3. Broker-Dealer Selection. The Portfolio Manager is
responsible for decisions to buy and sell securities and other
investments for the Series' portfolio, broker-dealer selection,
and negotiation of brokerage commission rates. The Portfolio
Manager's primary consideration in effecting a security
transaction will be to obtain the best execution for the Series,
taking into account the factors specified in the prospectus
and/or statement of additional information for the Trust, which
include price (including the applicable brokerage commission or
dollar spread), the size of the order, the nature of the market
for the security, the timing of the transaction, the reputation,
the experience and financial stability of the broker-dealer
involved, the quality of the service, the difficulty of
execution, and the execution capabilities and operational
facilities of the firm involved, and the firm's risk in
positioning a block of securities. Accordingly, the price to the
Series in any transaction may be less favorable than that
available from another broker-dealer if the difference is
reasonably justified, in the judgment of the Portfolio Manager in
the exercise of its fiduciary obligations to the Trust, by other
aspects of the portfolio execution services offered. Subject to
such policies as the Board of Trustees may determine and
consistent with Section 28(e) of the Securities Exchange Act of
1934, the Portfolio Manager shall not be deemed to have acted
unlawfully or to have breached any duty created by this Agreement
or otherwise solely by reason of its having caused the Series to
pay a broker-dealer for effecting a portfolio investment
transaction in excess of the amount of commission another broker-
dealer would have charged for effecting that transaction, if the
Portfolio Manager or its affiliate determines in good faith that
such amount of commission was reasonable in relation to the value
of the brokerage and research services provided by such broker-
dealer, viewed in terms of either that particular transaction or
the Portfolio Manager's or its affiliate's overall
responsibilities with respect to the Series and to their other
clients as to which they exercise investment discretion. To the
extent consistent with these standards, the Portfolio Manager is
further authorized to allocate the orders placed by it on behalf
of the Series to the Portfolio Manager if it is registered as a
broker-dealer with the SEC, to its affiliated broker-dealer, or
to such brokers and dealers who also provide research or
statistical material, or other services to the Series, the
Portfolio Manager, or an affiliate of the Portfolio Manager.

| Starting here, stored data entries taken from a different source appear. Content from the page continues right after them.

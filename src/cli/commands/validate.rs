//! `validate` command handler
//!
//! Reports every integrity issue in the loaded registry in one pass.

use serde_json::json;

use super::print_json;
use crate::cli::args::{OutputFormat, ValidateArgs};
use crate::error::{DocsError, Severity, ValidationIssue};
use crate::registry::Registry;

/// Validate the registry and print all findings.
///
/// Error-severity issues (and, with `--strict`, warnings) make the command
/// fail after everything has been reported.
///
/// # Errors
///
/// Returns `DocsError::ValidationFailed` if failing issues were found.
pub fn run(registry: &Registry, args: &ValidateArgs) -> Result<(), DocsError> {
    let issues = registry.validate();
    let failing = count_failing(&issues, args.strict);
    let warnings = issues
        .iter()
        .filter(|i| i.severity == Severity::Warning)
        .count();
    let errors = issues.len() - warnings;

    tracing::info!(errors, warnings, strict = args.strict, "validation finished");

    match args.format {
        OutputFormat::Json => {
            let entries: Vec<serde_json::Value> = issues.iter().map(issue_json).collect();
            let report = json!({
                "issues": entries,
                "summary": {
                    "errors": errors,
                    "warnings": warnings,
                    "valid": failing == 0,
                },
            });
            print_json(&report)?;
        }
        OutputFormat::Human => {
            for issue in &issues {
                println!("{issue}");
            }
            if issues.is_empty() {
                println!("Validation passed");
            } else {
                println!("\n{errors} error(s), {warnings} warning(s)");
            }
        }
    }

    if failing > 0 {
        return Err(DocsError::ValidationFailed { count: failing });
    }

    Ok(())
}

/// Counts issues that fail validation under the given strictness.
fn count_failing(issues: &[ValidationIssue], strict: bool) -> usize {
    issues
        .iter()
        .filter(|i| strict || i.severity == Severity::Error)
        .count()
}

fn issue_json(issue: &ValidationIssue) -> serde_json::Value {
    json!({
        "category": issue.category,
        "severity": issue.severity.to_string(),
        "message": issue.kind.to_string(),
    })
}
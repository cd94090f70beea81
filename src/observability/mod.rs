//! Observability module
//!
//! Structured logging for registry loading, lookups, and validation.

pub mod logging;

pub use logging::{LogFormat, init_logging};
//! Configuration module
//!
//! Handles loading of registry data files: the YAML schema and the one-time
//! loading pipeline that turns a file into a validated `Registry`.

pub mod loader;
pub mod schema;

pub use loader::{LoadResult, LoaderOptions, RegistryLimits, RegistryLoader};
pub use schema::{CategoryConfig, RegistryConfig, ShadowingMap, SlugTable, TitleTable};
//! `completions` command handler

use clap::CommandFactory;

use crate::cli::args::{Cli, CompletionsArgs};

/// Write a completion script for the requested shell to stdout.
pub fn run(args: &CompletionsArgs) {
    let mut command = Cli::command();
    let bin_name = command.get_name().to_string();
    clap_complete::generate(args.shell, &mut command, bin_name, &mut std::io::stdout());
}
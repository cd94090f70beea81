//! Registry integrity checks.
//!
//! Validation collects every finding in one pass instead of stopping at the
//! first, so a maintainer sees all defects of a data set at once. Nothing is
//! repaired: duplicated identifiers and shadowed slugs stay exactly as given.

use crate::error::{IssueKind, Severity, ValidationIssue};
use crate::registry::{Category, Registry, TopicId};

use indexmap::IndexMap;

/// Registry validator.
#[derive(Debug, Default)]
pub struct Validator {
    issues: Vec<ValidationIssue>,
}

impl Validator {
    /// Creates a new validator.
    #[must_use]
    pub fn new() -> Self {
        Self::default()
    }

    /// Validates every category and returns all findings, in category order.
    pub fn validate(&mut self, registry: &Registry) -> Vec<ValidationIssue> {
        self.issues.clear();

        for category in registry.category_records() {
            self.check_duplicates(category);
            self.check_titles(category);
            self.check_slugs(category);
        }

        let issues = std::mem::take(&mut self.issues);
        tracing::debug!(issues = issues.len(), "registry validated");
        issues
    }

    // ========================================================================
    // Checks
    // ========================================================================

    /// Identifiers listed more than once.
    fn check_duplicates(&mut self, category: &Category) {
        let mut counts: IndexMap<&TopicId, usize> = IndexMap::new();
        for id in category.identifiers() {
            *counts.entry(id).or_default() += 1;
        }

        for (id, occurrences) in counts {
            if occurrences > 1 {
                self.add_warning(
                    category,
                    IssueKind::DuplicateIdentifier {
                        topic: id.to_string(),
                        occurrences,
                    },
                );
            }
        }
    }

    /// Orphan identifiers, blank or conflicting titles, and titles nobody lists.
    fn check_titles(&mut self, category: &Category) {
        let mut reported: Vec<&TopicId> = Vec::new();
        for id in category.identifiers() {
            if reported.contains(&id) {
                continue;
            }
            reported.push(id);

            match category.title(id.as_str()) {
                None => self.add_error(
                    category,
                    IssueKind::MissingTitle {
                        topic: id.to_string(),
                    },
                ),
                Some(title) if title.as_str().trim().is_empty() => self.add_error(
                    category,
                    IssueKind::EmptyTitle {
                        topic: id.to_string(),
                    },
                ),
                Some(_) => {}
            }
        }

        for (id, titles) in category.title_collisions() {
            if titles.iter().all(|t| t == &titles[0]) {
                continue;
            }
            self.add_error(
                category,
                IssueKind::InconsistentTitle {
                    topic: id.to_string(),
                    titles: titles.iter().map(ToString::to_string).collect(),
                },
            );
        }

        for (id, _) in category.titles() {
            if !category.lists(id.as_str()) {
                self.add_warning(
                    category,
                    IssueKind::UnlistedTitle {
                        topic: id.to_string(),
                    },
                );
            }
        }
    }

    /// Slug targets outside the ordered list, and slugs given twice.
    fn check_slugs(&mut self, category: &Category) {
        for (slug, target) in category.slugs() {
            if !category.lists(target.as_str()) {
                self.add_warning(
                    category,
                    IssueKind::DanglingSlug {
                        slug: slug.to_string(),
                        target: target.to_string(),
                    },
                );
            }
        }

        for (slug, targets) in category.slug_collisions() {
            // Repeating the same mapping is harmless.
            if targets.iter().all(|t| t == &targets[0]) {
                continue;
            }
            self.add_error(
                category,
                IssueKind::InconsistentSlug {
                    slug: slug.clone(),
                    targets: targets.iter().map(ToString::to_string).collect(),
                },
            );
        }
    }

    // ========================================================================
    // Helper Methods
    // ========================================================================

    fn add_error(&mut self, category: &Category, kind: IssueKind) {
        self.issues.push(ValidationIssue {
            category: category.name().to_string(),
            kind,
            severity: Severity::Error,
        });
    }

    fn add_warning(&mut self, category: &Category, kind: IssueKind) {
        self.issues.push(ValidationIssue {
            category: category.name().to_string(),
            kind,
            severity: Severity::Warning,
        });
    }
}

/// Returns `true` if any issue has error severity.
#[must_use]
pub fn has_errors(issues: &[ValidationIssue]) -> bool {
    issues.iter().any(|i| i.severity == Severity::Error)
}

// ============================================================================
// Tests
// ============================================================================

Such allocation shall be in such amounts and proportions as the
Portfolio Manager shall determine consistent with the above
standards, and the Portfolio Manager will report on said
allocation regularly to the Board of Trustees of the Trust
indicating the broker-dealers to which such allocations have been
made and the basis therefor.
4. Disclosure about Portfolio Manager. The Portfolio
Manager has reviewed the initial Registration Statement for the
Trust filed with the Securities and Exchange Commission and
represents and warrants that, with respect to the disclosure
about the Portfolio Manager or information relating, directly or
indirectly, to the Portfolio Manager, such Registration Statement
contains, as of the date hereof, no untrue statement of any
material fact and does not omit any statement of a material fact
which was required to be stated therein or necessary to make the
statements contained therein not misleading. The Portfolio
Manager further represents and warrants that it is a duly
registered investment adviser under the Investment Advisers Act
of 1940, as amended ("Advisers Act") and a duly registered
investment adviser in all states in which the Portfolio Manager
is required to be registered.
5. Expenses. During the term of this Agreement, the
Portfolio Manager will pay all expenses incurred by it and its
staff and for their activities in connection with its portfolio
management under this Agreement. The Manager or the Trust shall
be responsible for all the expenses of the Trust's operations
including, but not limited to:
(a) Expenses of all audits by the Trust's independent
public accountants;
(b) Expenses of the Trust's transfer agent, registrar,
dividend disbursing agent, and shareholder recordkeeping
services;
(c) Expenses of the Trust's custodial services
including recordkeeping services provided by the custodian;
(d) Expenses of maintaining the Trust's tax records;
(e) Salaries and other compensation of any of the
trust's executive officers and employees, if any, who are not
officers, directors, stockholders, or employees of the Portfolio
Manager or an affiliate of the Portfolio Manager;
(f) Taxes levied against the Trust;
(g) Brokerage fees and commissions in connection with
the purchase and sale of portfolio securities for the Series;
(h) Costs, including the interest expense, of
borrowing money;
(i) Costs and/or fees incident to meetings of the
Trust's shareholders, the preparation and mailings of
prospectuses and reports of the Trust to its shareholders, the
filing of reports with regulatory bodies, the maintenance of the
Trust's existence, and the regulation of shares with federal and
state securities or insurance authorities;
(j) The Trust's legal fees, including the legal fees
related to the registration and continued qualification of the
Trust's shares for sale;
(k) Costs of printing stock certificates representing
shares of the Trust;
(l) Trustees' fees and expenses to trustees who are
not officers, employees, or stockholders of the Portfolio Manager
or any affiliate thereof;
(m) The Trust's pro rata portion of the fidelity bond
required by Section 17(g) of the 1940 Act, or other insurance
premiums;
(n) Association membership dues;
(o) Extraordinary expenses of the Trust as may arise
including expenses incurred in connection with litigation,
proceedings, and other claims (unless the Portfolio Manager is
responsible for such expenses under Section 15 of this
Agreement), and the legal obligations of the Trust to indemnify
its Trustees, officers, employees, shareholders, distributors,
and agents with respect thereto; and
(p) Organizational and offering expenses.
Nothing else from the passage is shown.